Although they are usually in the form of things filled with a mixture in which the spirit nestles, yet there

Are other kinds; for example, a great love charm is made of the water the lover has washed in, and this, mingled with the drink of the loved one, is held to soften the hardest heart.

Some kinds of charms, such as those to prevent your getting drowned, shot, seen by elephants, etc., are worn on a bracelet or necklace. A new-born child starts with a health-knot tied round the wrist, neck, or loins, and throughout the rest of its life its collection of charms goes on increasing. This collection does not, however, attain inconvenient dimensions, owing to the failure of some of the charms to work.

That is the worst of charms and prayers. The thing you wish of them may, and frequently does, happen in a strikingly direct way, but other times it does not. In Africa this is held to arise from the bad character of the spirits; their gross ingratitude and fickleness. You may have taken every care of a spirit for years, given it food and other offerings that you wanted for yourself, wrapped it up in your cloth on chilly nights and gone cold, put it in the only dry spot in the canoe, and so on, and yet after all this, the wretched thing will be capable of being got at by your rival or enemy and lured away, leaving you only the case it once lived in.

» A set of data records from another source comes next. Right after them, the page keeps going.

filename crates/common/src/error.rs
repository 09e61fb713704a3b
//! Error type for the common crate.

use thiserror::Error;

/// Errors raised by common primitives.
#[derive(Error, Debug)]
pub enum CommonError {
    /// Encryption or decryption failed.
    #[error("crypto error: {0}")]
    Crypto(String),

    /// Invariant violation inside a common primitive.
    #[error("internal error: {0}")]
    Internal(String),
}

/// Result type alias for common operations.
pub type CommonResult<T> = std::result::Result<T, CommonError>;
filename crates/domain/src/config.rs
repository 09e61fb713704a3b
//! Configuration structures for the sync engine
//!
//! Typed configuration consumed by the infrastructure layer. Loading (env
//! vars, config files) lives in `tandem-infra`.

use serde::{Deserialize, Serialize};

use crate::constants::HTTP_TIMEOUT_SECS;

/// Top-level configuration
#[derive(Debug, Clone, Serialize, Deserialize)]
pub struct Config {
    pub database: DatabaseConfig,
    pub google: GoogleCalendarConfig,
}

/// Database configuration
#[derive(Debug, Clone, Serialize, Deserialize)]
pub struct DatabaseConfig {
    /// Path to the SQLite database file
    pub path: String,
    /// Connection pool size
    pub pool_size: u32,
}

/// Google Calendar provider configuration
#[derive(Debug, Clone, Serialize, Deserialize)]
pub struct GoogleCalendarConfig {
    /// OAuth client id issued by the provider
    pub client_id: String,
    /// OAuth client secret issued by the provider
    pub client_secret: String,
    /// Secret from which the refresh-credential sealing key is derived
    pub token_encryption_key: String,
    /// OAuth token endpoint; overridable for tests
    pub token_endpoint: String,
    /// Calendar API base URL; overridable for tests
    pub api_base_url: String,
    /// Timeout applied to every HTTP call, in seconds
    pub http_timeout_secs: u64,
}

impl Default for DatabaseConfig {
    fn default() -> Self {
        Self { path: "tandem.db".to_string(), pool_size: 5 }
    }
}

impl GoogleCalendarConfig {
    /// Production endpoints with the given client credentials.
    pub fn new(
        client_id: impl Into<String>,
        client_secret: impl Into<String>,
        token_encryption_key: impl Into<String>,
    ) -> Self {
        Self {
            client_id: client_id.into(),
            client_secret: client_secret.into(),
            token_encryption_key: token_encryption_key.into(),
            token_endpoint: "https://oauth2.googleapis.com/token".to_string(),
            api_base_url: "https://www.googleapis.com/calendar/v3".to_string(),
            http_timeout_secs: HTTP_TIMEOUT_SECS,
        }
    }
}
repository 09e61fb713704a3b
//! # Tandem Common
//!
//! Shared primitives with no domain knowledge. Currently hosts the
//! cryptographic primitives used to seal refresh credentials at rest.

pub mod crypto;
pub mod error;

pub use error::{CommonError, CommonResult};
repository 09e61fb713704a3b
//! Error types used throughout the sync engine

use serde::{Deserialize, Serialize};
use thiserror::Error;

/// Main error type for Tandem sync operations.
///
/// `Clone` is required because refresh results are fanned out to every
/// caller waiting on the same in-flight token refresh.
#[derive(Error, Debug, Clone, PartialEq, Eq, Serialize, Deserialize)]
#[serde(tag = "type", content = "message")]
pub enum SyncError {
    /// No calendar credential on file for the user. Calendar features are
    /// inactive for this user; this is not a failure condition.
    #[error("calendar not connected")]
    NotConnected,

    /// The provider reported the stored refresh credential as permanently
    /// invalid. The credential row has been deleted; the user must
    /// re-authorize calendar access.
    #[error("calendar authorization expired: {0}")]
    ReauthRequired(String),

    /// Network error, timeout, or provider 5xx. Safe to retry later; the
    /// engine itself never retries.
    #[error("transient failure: {0}")]
    Transient(String),

    #[error("not found: {0}")]
    NotFound(String),

    #[error("database error: {0}")]
    Database(String),

    #[error("configuration error: {0}")]
    Config(String),

    #[error("security error: {0}")]
    Security(String),

    #[error("invalid input: {0}")]
    InvalidInput(String),

    #[error("internal error: {0}")]
    Internal(String),
}

/// Result type alias for sync engine operations
pub type Result<T> = std::result::Result<T, SyncError>;
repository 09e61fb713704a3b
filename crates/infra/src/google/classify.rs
//! Classification of provider auth failures.
//!
//! Distinguishes permanently revoked authorization (the user must go
//! through the consent flow again) from transient failures that may
//! succeed on a later attempt.

use once_cell::sync::Lazy;
use regex::Regex;
use reqwest::StatusCode;
use serde::Deserialize;

// Fixed pattern, validated by the tests below.
#[allow(clippy::unwrap_used)]
static AUTH_ERROR_PATTERN: Lazy<Regex> =
    Lazy::new(|| Regex::new(r"(?i)invalid_grant|invalid_credentials|autherror").unwrap());

/// Outcome of classifying a failed token-endpoint response.
#[derive(Debug, Clone, Copy, PartialEq, Eq)]
pub enum AuthFailure {
    /// The refresh credential is permanently invalid; re-authorization is
    /// required and the stored credential must be discarded.
    Permanent,
    /// The failure may clear on its own; the stored credential stays.
    Transient,
}

#[derive(Deserialize)]
struct OAuthErrorBody {
    error: Option<String>,
}

/// Classify a non-success response from the OAuth token endpoint.
///
/// 401 and 403 always mean the credential was rejected. For other statuses
/// the body is inspected: the documented `error` code first, then a pattern
/// match over the raw text for proxies that mangle the JSON.
pub fn classify_auth_failure(status: StatusCode, body: &str) -> AuthFailure {
    if status == StatusCode::UNAUTHORIZED || status == StatusCode::FORBIDDEN {
        return AuthFailure::Permanent;
    }

    if let Ok(parsed) = serde_json::from_str::<OAuthErrorBody>(body) {
        if let Some(code) = parsed.error {
            if code == "invalid_grant" || code == "invalid_client" {
                return AuthFailure::Permanent;
            }
        }
    }

    if AUTH_ERROR_PATTERN.is_match(body) {
        return AuthFailure::Permanent;
    }

    AuthFailure::Transient
}
//! SQLite-backed persistence
//!
//! Repository implementations of the `tandem-core` store ports, all sharing
//! one r2d2 connection pool.

pub mod credential_repository;
pub mod manager;
pub mod settings_repository;
pub mod task_repository;

pub use credential_repository::SqliteCredentialRepository;
pub use manager::{DbManager, DbPool};
pub use settings_repository::SqliteSettingsRepository;
pub use task_repository::SqliteTaskRepository;
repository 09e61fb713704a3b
//! Configuration loading and management
//!
//! This module provides utilities for loading application configuration
//! from environment variables and files.

pub mod loader;

// Re-export commonly used items
pub use loader::{load, load_from_env, load_from_file, probe_config_paths};
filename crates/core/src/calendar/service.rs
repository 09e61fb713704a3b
//! Facade combining inbound reconciliation with task listing

use std::sync::Arc;

use chrono::NaiveDate;
use tandem_domain::{Result, SyncError, SyncWindow, Task, PRIMARY_CALENDAR_ID};
use tracing::{instrument, warn};

use crate::calendar::outbound::OutboundMutator;
use crate::calendar::ports::CalendarTransport;
use crate::calendar::reconciler::InboundReconciler;
use crate::tasks::ports::{SettingsRepository, TaskRepository};

/// Result of a degraded-capable listing: the tasks are always present,
/// while a failed sync surfaces as a warning instead of an error.
#[derive(Debug, Clone)]
pub struct TaskListing {
    pub tasks: Vec<Task>,
    pub sync_warning: Option<String>,
}

/// Entry point for dashboard calendar features.
pub struct CalendarSyncService {
    tasks: Arc<dyn TaskRepository>,
    reconciler: InboundReconciler,
    outbound: OutboundMutator,
}

impl CalendarSyncService {
    pub fn new(
        transport: Arc<dyn CalendarTransport>,
        tasks: Arc<dyn TaskRepository>,
        settings: Arc<dyn SettingsRepository>,
    ) -> Self {
        let reconciler = InboundReconciler::new(
            Arc::clone(&transport),
            Arc::clone(&tasks),
            Arc::clone(&settings),
        );
        let outbound =
            OutboundMutator::new(transport, Arc::clone(&tasks), settings);
        Self {
            tasks,
            reconciler,
            outbound,
        }
    }

    /// Run one inbound reconciliation pass over the default calendar.
    pub async fn sync_window(
        &self,
        user_email: &str,
        start: NaiveDate,
        end: NaiveDate,
    ) -> Result<usize> {
        let window = SyncWindow {
            user_email: user_email.to_string(),
            start,
            end,
            calendar_id: PRIMARY_CALENDAR_ID.to_string(),
        };
        self.reconciler.sync(&window).await
    }

    /// List tasks in a date range, reconciling the window first.
    ///
    /// The listing degrades instead of failing: a user without a calendar
    /// connection gets their local tasks silently, and any other sync
    /// failure is reported as a warning alongside the tasks.
    #[instrument(skip(self), fields(user = %user_email))]
    pub async fn list_tasks_synced(
        &self,
        user_email: &str,
        start: NaiveDate,
        end: NaiveDate,
        include_unscheduled: bool,
    ) -> Result<TaskListing> {
        let sync_warning = match self.sync_window(user_email, start, end).await {
            Ok(_) => None,
            Err(SyncError::NotConnected) => None,
            Err(err) => {
                warn!(error = %err, "calendar sync failed, listing local tasks only");
                Some(format!("calendar sync failed: {err}"))
            }
        };

        let tasks = self
            .tasks
            .list_in_range(user_email, start, end, include_unscheduled)
            .await?;
        Ok(TaskListing { tasks, sync_warning })
    }

    /// Outbound mutation surface.
    pub fn outbound(&self) -> &OutboundMutator {
        &self.outbound
    }
}
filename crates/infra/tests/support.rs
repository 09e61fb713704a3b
//! Shared fixtures for `tandem-infra` integration tests.

use std::sync::Arc;

use chrono::{Duration, Utc};
use tandem_common::crypto::TokenCipher;
use tandem_domain::{CalendarCredential, GoogleCalendarConfig};
use tandem_infra::database::{
    DbManager, SqliteCredentialRepository, SqliteSettingsRepository, SqliteTaskRepository,
};
use tempfile::TempDir;

pub const TOKEN_SECRET: &str = "integration-test-sealing-secret";
pub const USER: &str = "alice@example.com";

/// Temporary database wrapper that keeps the underlying file alive for the
/// duration of a test run.
pub struct TestDatabase {
    pub manager: Arc<DbManager>,
    _temp_dir: TempDir,
}

impl TestDatabase {
    /// Create a new temporary database with the schema applied.
    pub fn new() -> Self {
        let temp_dir = TempDir::new().expect("temp dir should be created");
        let db_path = temp_dir.path().join("test.db");

        let manager =
            DbManager::with_path(&db_path, 4).expect("db manager should be created");
        manager.run_migrations().expect("migrations should run");

        Self {
            manager: Arc::new(manager),
            _temp_dir: temp_dir,
        }
    }

    pub fn task_repository(&self) -> SqliteTaskRepository {
        SqliteTaskRepository::new(self.manager.pool().clone())
    }

    pub fn credential_repository(&self) -> SqliteCredentialRepository {
        SqliteCredentialRepository::new(self.manager.pool().clone())
    }

    pub fn settings_repository(&self) -> SqliteSettingsRepository {
        SqliteSettingsRepository::new(self.manager.pool().clone())
    }
}

impl Default for TestDatabase {
    fn default() -> Self {
        Self::new()
    }
}

/// Provider configuration pointed at a mock server.
pub fn test_config(server_url: &str) -> GoogleCalendarConfig {
    let mut config = GoogleCalendarConfig::new("client-id", "client-secret", TOKEN_SECRET);
    config.token_endpoint = format!("{server_url}/token");
    config.api_base_url = format!("{server_url}/calendar/v3");
    config.http_timeout_secs = 5;
    config
}

/// Build a credential row with a sealed refresh token.
///
/// `access_valid_for_secs` controls the cached access credential: `None`
/// leaves it empty, negative values produce an already expired one.
pub fn credential(user_email: &str, access_valid_for_secs: Option<i64>) -> CalendarCredential {
    let cipher = TokenCipher::from_secret(TOKEN_SECRET).expect("cipher should build");
    let sealed = cipher
        .seal("stored-refresh-token")
        .expect("sealing should succeed");
    let now = Utc::now();
    let (access_token, access_token_expires_at) = match access_valid_for_secs {
        Some(secs) => (
            Some("cached-access-token".to_string()),
            Some(now + Duration::seconds(secs)),
        ),
        None => (None, None),
    };
    CalendarCredential {
        user_email: user_email.to_string(),
        refresh_token_sealed: sealed,
        access_token,
        access_token_expires_at,
        scope: "https://www.googleapis.com/auth/calendar".to_string(),
        updated_at: now,
    }
}
fn variable(name: &str, offset: usize) -> ExportEntry {
    ExportEntry {
        name: name.to_string(),
        kind: ExportKind::Variable,
        offset,
    }
}

/// Exported names of an `export { ... }` clause.
///
/// `a as b` exports `b`; default and type-only specifiers are dropped.
fn parse_export_clause(clause: &str) -> Vec<String> {
    clause
        .split(',')
        .map(str::trim)
        .filter(|spec| !spec.is_empty() && !spec.starts_with("type "))
        .filter_map(|spec| {
            let exported = match spec.split_once(" as ") {
                Some((_, alias)) => alias.trim(),
                None => spec,
            };
            let is_identifier = exported
                .chars()
                .all(|c| c.is_alphanumeric() || c == '_' || c == '$');
            (exported != "default" && is_identifier).then(|| exported.to_string())
        })
        .collect()
}

fn is_identifier_char(c: char) -> bool {
    c.is_alphanumeric() || c == '_' || c == '$'
}

/// Bindings after the first one in `const a = 1, b = 2, c = 3`.
///
/// Walks `code` from the end of the first name up to the end of the
/// statement, only looking at commas outside brackets.
fn trailing_declarators(code: &str, from: usize) -> Vec<&str> {
    let bytes = code.as_bytes();
    let mut names = Vec::new();
    let mut depth = 0usize;

    for i in from..bytes.len() {
        match bytes[i] {
            b'(' | b'[' | b'{' => depth += 1,
            b')' | b']' | b'}' => {
                if depth == 0 {
                    break;
                }
                depth -= 1;
            }
            b';' if depth == 0 => break,
            b'\n' if depth == 0 => {
                // A declarator list only continues over a line break next to a comma
                if !code[from..i].trim_end().ends_with(',') && !code[i..].trim_start().starts_with(',') {
                    break;
                }
            }
            b',' if depth == 0 => {
                let rest = code[i + 1..].trim_start();
                let len = rest.find(|c: char| !is_identifier_char(c)).unwrap_or(rest.len());
                let follows = rest[len..].trim_start().chars().next();
                let is_binding = len > 0
                    && !rest.starts_with(|c: char| c.is_ascii_digit())
                    && matches!(follows, None | Some('=' | ',' | ';' | ':' | '\n'));
                if is_binding {
                    names.push(&rest[..len]);
                }
            }
            _ => {}
        }
    }

    names
}
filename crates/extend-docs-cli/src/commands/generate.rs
//! Generate command - write the rename config for an installed package tree.

use anyhow::{Context, Result};
use clap::{Args, ValueEnum};
use console::style;
use std::path::PathBuf;

use extend_docs::{generate_extend_docs_config, ExtendDocsConfig, ExtendDocsOptions, RenameDirective};

/// How the generated directives are rendered
#[derive(ValueEnum, Clone, Copy, Debug, PartialEq, Eq)]
pub enum OutputFormat {
    /// Pretty printed JSON directives
    Json,
    /// Table of renames with counts
    Summary,
}

#[derive(Args, Debug)]
pub struct GenerateArgs {
    /// Root of the installed package tree [default: node_modules]
    #[arg(long, value_name = "DIR")]
    pub node_modules_dir: Option<PathBuf>,

    /// Scope folder holding the packages; pass "" for a flat layout [default: @lion]
    #[arg(long, value_name = "SCOPE")]
    pub npm_scope: Option<String>,

    /// Prefix for renamed classes
    #[arg(long)]
    pub class_prefix: Option<String>,

    /// Import prefix for renamed classes (e.g. "ing-web/")
    #[arg(long)]
    pub class_bare_import: Option<String>,

    /// Prefix for renamed custom element tags
    #[arg(long)]
    pub tag_prefix: Option<String>,

    /// Import prefix for renamed tags (e.g. "#")
    #[arg(long)]
    pub tag_bare_import: Option<String>,

    /// Manifest file holding each package's export map [default: package.json]
    #[arg(long, value_name = "FILE")]
    pub exports_map_json_file_name: Option<String>,

    /// JSON options file; flags override its values
    #[arg(short = 'c', long, value_name = "FILE")]
    pub config: Option<PathBuf>,

    /// Write the directives to this file instead of stdout
    #[arg(short = 'o', long, value_name = "FILE")]
    pub output: Option<PathBuf>,

    /// Output format
    #[arg(short = 'f', long, value_enum, default_value_t = OutputFormat::Json)]
    pub format: OutputFormat,
}

impl GenerateArgs {
    fn options(&self) -> ExtendDocsOptions {
        ExtendDocsOptions {
            node_modules_dir: self.node_modules_dir.clone(),
            npm_scope: self.npm_scope.clone(),
            class_prefix: self.class_prefix.clone(),
            class_bare_import: self.class_bare_import.clone(),
            tag_prefix: self.tag_prefix.clone(),
            tag_bare_import: self.tag_bare_import.clone(),
            exports_map_json_file_name: self.exports_map_json_file_name.clone(),
            ..Default::default()
        }
    }
}

/// Defaults, then the options file, then explicit flags
fn build_config(args: &GenerateArgs) -> Result<ExtendDocsConfig> {
    let mut config = ExtendDocsConfig::default();

    if let Some(path) = &args.config {
        let options = ExtendDocsOptions::from_file(path).context("Failed to load options file")?;
        config.merge(options);
    }

    config.merge(args.options());
    Ok(config)
}

pub async fn execute(args: GenerateArgs) -> Result<i32> {
    let config = build_config(&args)?;

    if !config.node_modules_dir.exists() {
        eprintln!(
            "{} {} not found. Install the packages first or pass --node-modules-dir.",
            style("Error:").red().bold(),
            config.node_modules_dir.display()
        );
        return Ok(1);
    }

    eprintln!(
        "{} Scanning {}",
        style("Extend docs").green().bold(),
        config.packages_dir().display()
    );

    let directives = tokio::task::spawn_blocking(move || generate_extend_docs_config(config))
        .await
        .context("Generator task failed")?
        .context("Failed to generate rename config")?;

    let rendered = match args.format {
        OutputFormat::Json => serde_json::to_string_pretty(&directives)?,
        OutputFormat::Summary => render_summary(&directives),
    };

    match &args.output {
        Some(path) => {
            if let Some(parent) = path.parent().filter(|p| !p.as_os_str().is_empty()) {
                std::fs::create_dir_all(parent)
                    .with_context(|| format!("Failed to create {}", parent.display()))?;
            }
            std::fs::write(path, format!("{}\n", rendered))
                .with_context(|| format!("Failed to write {}", path.display()))?;
            eprintln!(
                "{} Wrote {} directive(s) to {}",
                style("Success:").green().bold(),
                directives.len(),
                path.display()
            );
        }
        None => println!("{}", rendered),
    }

    Ok(0)
}

fn render_summary(directives: &[RenameDirective]) -> String {
    let kind = |d: &RenameDirective| if d.is_tag() { "tag" } else { "variable" };

    let from_width = directives
        .iter()
        .map(|d| d.rename().from.len())
        .max()
        .unwrap_or(4)
        .max(4);

    let mut out = String::new();
    out.push_str(&format!("{:<8} {:<from_width$}    {}\n", "Kind", "From", "To", from_width = from_width));

    for directive in directives {
        let rename = directive.rename();
        out.push_str(&format!(
            "{:<8} {:<from_width$} -> {}\n",
            kind(directive),
            rename.from,
            rename.to,
            from_width = from_width
        ));
    }

    let tags = directives.iter().filter(|d| d.is_tag()).count();
    out.push_str(&format!(
        "\n{} directive(s): {} variable, {} tag",
        directives.len(),
        directives.len() - tags,
        tags
    ));
    out
}
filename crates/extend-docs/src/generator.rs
//! Rename config generator - turns an installed package tree into rename
//! directives for white-labeled documentation.

use std::path::{Path, PathBuf};
use walkdir::WalkDir;

use crate::config::ExtendDocsConfig;
use crate::directive::{PathRewrite, Rename, RenameDirective};
use crate::error::ExtendDocsError;
use crate::manifest::{ExportMap, ExportMapEntry};
use crate::scanner::{ExportEntry, ExportKind, ExportScanner};
use crate::Result;

/// An installed package found in the scanned directory
#[derive(Debug, Clone, PartialEq, Eq)]
pub struct InstalledPackage {
    /// Directory name, without scope
    pub name: String,
    /// Name used in directive names (`@scope/name` or `name`)
    pub display_name: String,
    pub path: PathBuf,
}

/// Exports found behind one export map entry
#[derive(Debug, Clone)]
pub struct EntryExports {
    pub entry: ExportMapEntry,
    pub file: PathBuf,
    pub exports: Vec<ExportEntry>,
}

/// Rename config generator
pub struct ExtendDocsGenerator {
    config: ExtendDocsConfig,
    scanner: ExportScanner,
}

impl ExtendDocsGenerator {
    /// Create a new generator
    pub fn new(config: ExtendDocsConfig) -> Self {
        Self {
            config,
            scanner: ExportScanner::new(),
        }
    }

    pub fn config(&self) -> &ExtendDocsConfig {
        &self.config
    }

    /// Generate rename directives for every package, in discovery order
    pub fn generate(&self) -> Result<Vec<RenameDirective>> {
        let mut directives = Vec::new();

        for package in self.packages()? {
            log::debug!("Scanning package {}", package.display_name);
            directives.extend(self.generate_package(&package)?);
        }

        Ok(directives)
    }

    /// List package directories sorted by name.
    ///
    /// Hidden entries such as `.bin` and plain files are ignored.
    pub fn packages(&self) -> Result<Vec<InstalledPackage>> {
        let dir = self.config.packages_dir();

        if !dir.is_dir() {
            return Err(ExtendDocsError::PackageDirectory {
                source: std::io::Error::new(std::io::ErrorKind::NotFound, "directory not found"),
                path: dir,
            });
        }

        let mut packages = Vec::new();

        for entry in WalkDir::new(&dir)
            .min_depth(1)
            .max_depth(1)
            .follow_links(true)
            .sort_by_file_name()
        {
            let entry = entry.map_err(|e| ExtendDocsError::PackageDirectory {
                path: dir.clone(),
                source: e.into(),
            })?;

            let name = entry.file_name().to_string_lossy().to_string();
            if !entry.file_type().is_dir() || name.starts_with('.') {
                continue;
            }

            packages.push(InstalledPackage {
                display_name: self.config.display_name(&name),
                name,
                path: entry.path().to_path_buf(),
            });
        }

        Ok(packages)
    }

    /// Resolve the export map of a package and scan every entry point
    pub fn scan_package(&self, package: &InstalledPackage) -> Result<Vec<EntryExports>> {
        scan_package_dir(
            &self.scanner,
            &package.path,
            &package.display_name,
            &self.config.exports_map_json_file_name,
        )
    }

    /// Generate the directives of a single package
    pub fn generate_package(&self, package: &InstalledPackage) -> Result<Vec<RenameDirective>> {
        let mut directives = Vec::new();

        for scanned in self.scan_package(package)? {
            for export in &scanned.exports {
                directives.push(self.directive_for(package, &scanned.entry, export));
            }
        }

        Ok(directives)
    }

    fn directive_for(&self, package: &InstalledPackage, entry: &ExportMapEntry, export: &ExportEntry) -> RenameDirective {
        let subpath = entry.subpath();

        match export.kind {
            ExportKind::Variable => RenameDirective::variable(
                format!("{} - {}", package.display_name, export.name),
                Rename {
                    from: export.name.clone(),
                    to: self.rename_class(&export.name),
                    paths: vec![PathRewrite {
                        from: import_path(&self.config.source_bare_import, &package.name, subpath),
                        to: import_path(&self.config.class_bare_import, &package.name, subpath),
                    }],
                },
            ),
            ExportKind::Tag => RenameDirective::tag(
                join_subpath(&package.display_name, subpath),
                Rename {
                    from: export.name.clone(),
                    to: self.rename_tag(&export.name),
                    paths: vec![PathRewrite {
                        from: import_path(&self.config.source_bare_import, &package.name, subpath),
                        to: import_path(&self.config.tag_bare_import, &package.name, subpath),
                    }],
                },
            ),
        }
    }

    /// `LionAccordion` becomes `<classPrefix>Accordion`; symbols without the
    /// source prefix keep their name.
    pub fn rename_class(&self, name: &str) -> String {
        match name.strip_prefix(self.config.source_class_prefix.as_str()) {
            Some(rest)
                if !self.config.source_class_prefix.is_empty()
                    && rest.starts_with(|c: char| c.is_ascii_uppercase()) =>
            {
                format!("{}{}", self.config.class_prefix, rest)
            }
            _ => name.to_string(),
        }
    }

    /// `lion-accordion` becomes `<tagPrefix>accordion`
    pub fn rename_tag(&self, tag: &str) -> String {
        match tag.strip_prefix(self.config.source_tag_prefix.as_str()) {
            Some(rest) if !self.config.source_tag_prefix.is_empty() => {
                format!("{}{}", self.config.tag_prefix, rest)
            }
            _ => tag.to_string(),
        }
    }
}

/// Resolve the export map of the package in `package_dir` and scan every
/// entry point.
///
/// Define entries contribute only their tag registrations, other entries
/// contribute everything they export. An entry without anything to rename
/// is an error.
pub fn scan_package_dir(
    scanner: &ExportScanner,
    package_dir: &Path,
    package: &str,
    exports_map_json_file_name: &str,
) -> Result<Vec<EntryExports>> {
    let export_map = ExportMap::load(package_dir, package, exports_map_json_file_name)?;

    if export_map.is_empty() {
        log::debug!("Package {} has no scannable exports", package);
    }

    let mut scanned = Vec::with_capacity(export_map.entries.len());

    for entry in export_map.entries {
        let file = package_dir.join(&entry.target);
        let mut exports = scanner.scan_file(&file, package, &entry.export_path)?;

        if entry.is_define_entry() {
            exports.retain(|export| export.kind == ExportKind::Tag);
        }

        if exports.is_empty() {
            return Err(ExtendDocsError::NoRecognizableExport {
                package: package.to_string(),
                export: entry.export_path.clone(),
                path: file,
            });
        }

        log::debug!("{} {}: {} export(s)", package, entry.export_path, exports.len());
        scanned.push(EntryExports { entry, file, exports });
    }

    Ok(scanned)
}

fn join_subpath(base: &str, subpath: &str) -> String {
    if subpath.is_empty() {
        base.to_string()
    } else {
        format!("{}/{}", base, subpath)
    }
}

fn import_path(bare_import: &str, package: &str, subpath: &str) -> String {
    join_subpath(&format!("{}{}", bare_import, package), subpath)
}

/// Generate rename directives for the install tree described by `config`
pub fn generate_extend_docs_config(config: ExtendDocsConfig) -> Result<Vec<RenameDirective>> {
    ExtendDocsGenerator::new(config).generate()
}
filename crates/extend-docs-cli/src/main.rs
//! `extend-docs` - generate rename configs for white-labeled documentation.

mod commands;

use clap::Parser;
use console::style;

use commands::Commands;

#[derive(Parser, Debug)]
#[command(name = "extend-docs", version, about = "Rename config generator for white-labeled web component docs")]
struct Cli {
    /// Increase log verbosity (-v debug, -vv trace)
    #[arg(short, long, global = true, action = clap::ArgAction::Count)]
    verbose: u8,

    #[command(subcommand)]
    command: Commands,
}

fn init_logger(verbose: u8) {
    let level = match verbose {
        0 => "warn",
        1 => "debug",
        _ => "trace",
    };
    env_logger::Builder::from_env(env_logger::Env::default().default_filter_or(level))
        .format_timestamp(None)
        .init();
}

#[tokio::main]
async fn main() {
    let cli = Cli::parse();
    init_logger(cli.verbose);

    let code = match commands::execute(cli.command).await {
        Ok(code) => code,
        Err(e) => {
            eprintln!("{} {:#}", style("Error:").red().bold(), e);
            1
        }
    };

    std::process::exit(code);
}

Finding, we will say, that you have been upset and half-drowned, and your canoe-load of goods lost three times in a week, that your paddles are always breaking, and the amount of snags in the river and so on is abnormal, you judge that your canoe-charm has stopped. Then you go to the medicine man who supplied you with it and complain. He says it was a perfectly good charm when he sold it you and he never had any complaints before, but he will investigate the affair; when he has done so, he either says the spirit has been lured away from the home he prepared for it by incantations and presents from other people, or that he finds the spirit is dead; it has been killed by a more powerful spirit of its class, which is in the pay of some enemy of yours. In all cases the little thing you kept the spirit in is no use now, and only fit to sell to a white man as "a big curio!" and the sooner you let him have sufficient money to procure you a fresh and still more powerful spirit - necessarily more expensive - the safer it will be for you, particularly as your misfortunes distinctly point to some one being desirous of your death. You of course grumble, but seeing the thing in his light you pay up, and the medicine man goes busily to work with incantations, dances, looking into mirrors or basins of still water, and concoctions of messes to make you a new protecting charm.